PROVIDED DATA ::
▬▬▬▬▬▬▬▬▬▬

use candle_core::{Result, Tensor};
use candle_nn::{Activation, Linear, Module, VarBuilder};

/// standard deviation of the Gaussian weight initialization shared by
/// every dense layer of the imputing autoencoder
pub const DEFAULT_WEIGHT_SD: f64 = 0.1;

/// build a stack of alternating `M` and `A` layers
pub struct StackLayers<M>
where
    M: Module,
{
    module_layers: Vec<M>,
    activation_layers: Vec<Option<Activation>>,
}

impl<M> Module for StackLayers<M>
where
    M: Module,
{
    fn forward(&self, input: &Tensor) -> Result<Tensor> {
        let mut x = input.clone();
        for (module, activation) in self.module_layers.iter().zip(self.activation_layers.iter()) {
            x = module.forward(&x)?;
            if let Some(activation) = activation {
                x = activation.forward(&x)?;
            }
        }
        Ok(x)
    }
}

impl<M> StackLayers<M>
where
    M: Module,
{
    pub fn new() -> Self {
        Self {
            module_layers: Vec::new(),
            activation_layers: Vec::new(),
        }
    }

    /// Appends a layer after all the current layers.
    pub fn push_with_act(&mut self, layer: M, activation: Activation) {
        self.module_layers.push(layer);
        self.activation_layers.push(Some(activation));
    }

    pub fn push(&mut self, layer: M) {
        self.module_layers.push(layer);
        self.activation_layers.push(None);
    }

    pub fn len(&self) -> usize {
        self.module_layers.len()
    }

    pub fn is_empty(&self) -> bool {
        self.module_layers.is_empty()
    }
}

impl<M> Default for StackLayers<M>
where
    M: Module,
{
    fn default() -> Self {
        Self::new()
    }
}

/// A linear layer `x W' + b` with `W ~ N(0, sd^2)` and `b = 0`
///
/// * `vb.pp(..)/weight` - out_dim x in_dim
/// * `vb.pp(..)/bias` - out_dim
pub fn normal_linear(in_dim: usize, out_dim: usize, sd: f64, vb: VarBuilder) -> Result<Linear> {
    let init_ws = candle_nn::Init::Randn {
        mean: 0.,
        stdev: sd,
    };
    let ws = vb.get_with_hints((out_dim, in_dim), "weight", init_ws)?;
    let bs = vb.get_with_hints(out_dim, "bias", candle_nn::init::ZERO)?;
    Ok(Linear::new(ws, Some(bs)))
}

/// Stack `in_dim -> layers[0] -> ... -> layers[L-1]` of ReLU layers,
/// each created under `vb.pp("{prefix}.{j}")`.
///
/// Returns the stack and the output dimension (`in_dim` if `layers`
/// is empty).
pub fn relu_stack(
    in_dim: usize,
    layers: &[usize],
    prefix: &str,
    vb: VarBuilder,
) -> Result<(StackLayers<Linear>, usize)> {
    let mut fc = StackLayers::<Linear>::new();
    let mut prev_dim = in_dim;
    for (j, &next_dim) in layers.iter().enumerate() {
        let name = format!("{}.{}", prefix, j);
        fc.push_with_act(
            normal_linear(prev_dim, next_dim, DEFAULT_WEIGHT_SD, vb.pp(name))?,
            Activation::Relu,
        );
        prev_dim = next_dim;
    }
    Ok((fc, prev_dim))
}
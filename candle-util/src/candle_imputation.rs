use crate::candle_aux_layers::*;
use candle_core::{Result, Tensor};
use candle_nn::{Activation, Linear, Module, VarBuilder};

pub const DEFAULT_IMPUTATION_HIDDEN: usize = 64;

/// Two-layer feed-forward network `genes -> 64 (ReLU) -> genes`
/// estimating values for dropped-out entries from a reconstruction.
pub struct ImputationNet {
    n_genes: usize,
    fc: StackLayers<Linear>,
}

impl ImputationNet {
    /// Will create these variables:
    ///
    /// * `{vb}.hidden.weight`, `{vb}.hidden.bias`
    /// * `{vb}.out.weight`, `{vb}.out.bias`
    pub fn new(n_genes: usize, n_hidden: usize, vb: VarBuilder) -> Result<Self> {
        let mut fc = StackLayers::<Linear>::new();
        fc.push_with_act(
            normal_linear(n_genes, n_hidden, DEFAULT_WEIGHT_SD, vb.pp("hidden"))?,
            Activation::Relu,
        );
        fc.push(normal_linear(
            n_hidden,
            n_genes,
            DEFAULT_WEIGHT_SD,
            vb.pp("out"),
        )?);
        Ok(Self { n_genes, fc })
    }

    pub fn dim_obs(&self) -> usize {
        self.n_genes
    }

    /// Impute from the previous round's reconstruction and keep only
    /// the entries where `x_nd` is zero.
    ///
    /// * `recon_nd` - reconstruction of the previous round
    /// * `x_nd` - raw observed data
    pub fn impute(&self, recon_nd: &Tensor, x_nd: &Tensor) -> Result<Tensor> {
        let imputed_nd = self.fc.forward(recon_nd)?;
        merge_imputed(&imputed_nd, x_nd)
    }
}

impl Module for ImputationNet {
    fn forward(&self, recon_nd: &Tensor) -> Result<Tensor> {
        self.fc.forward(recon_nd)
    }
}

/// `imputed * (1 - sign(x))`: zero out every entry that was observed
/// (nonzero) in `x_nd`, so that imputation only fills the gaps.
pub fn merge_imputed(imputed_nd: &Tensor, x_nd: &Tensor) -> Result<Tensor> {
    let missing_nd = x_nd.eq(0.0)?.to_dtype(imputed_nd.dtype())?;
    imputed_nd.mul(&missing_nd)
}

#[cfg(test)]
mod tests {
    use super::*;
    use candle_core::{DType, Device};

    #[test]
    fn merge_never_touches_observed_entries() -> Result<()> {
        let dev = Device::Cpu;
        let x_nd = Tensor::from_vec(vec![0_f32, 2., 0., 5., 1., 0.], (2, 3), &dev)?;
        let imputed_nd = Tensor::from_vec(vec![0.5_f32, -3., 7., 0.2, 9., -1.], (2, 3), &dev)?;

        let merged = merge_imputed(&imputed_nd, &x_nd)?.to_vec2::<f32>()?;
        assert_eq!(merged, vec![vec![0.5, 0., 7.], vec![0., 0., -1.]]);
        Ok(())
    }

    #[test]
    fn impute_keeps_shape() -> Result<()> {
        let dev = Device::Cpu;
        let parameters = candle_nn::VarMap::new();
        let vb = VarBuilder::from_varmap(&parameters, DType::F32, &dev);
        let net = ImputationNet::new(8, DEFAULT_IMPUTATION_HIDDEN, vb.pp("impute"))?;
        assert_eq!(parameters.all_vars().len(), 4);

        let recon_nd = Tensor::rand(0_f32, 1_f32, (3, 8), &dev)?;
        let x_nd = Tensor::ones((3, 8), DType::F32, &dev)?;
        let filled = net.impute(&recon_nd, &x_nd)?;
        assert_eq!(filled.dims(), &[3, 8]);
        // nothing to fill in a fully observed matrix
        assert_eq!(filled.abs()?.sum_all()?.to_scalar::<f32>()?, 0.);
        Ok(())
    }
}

▬▬▬▬▬▬▬▬▬▬

TO DO ::
A copy of each line above that holds the word "StackLayers" is the expected answer.

ANSWER ::
pub struct StackLayers<M>
impl<M> Module for StackLayers<M>
impl<M> StackLayers<M>
impl<M> Default for StackLayers<M>
) -> Result<(StackLayers<Linear>, usize)> {
    let mut fc = StackLayers::<Linear>::new();
    fc: StackLayers<Linear>,
        let mut fc = StackLayers::<Linear>::new();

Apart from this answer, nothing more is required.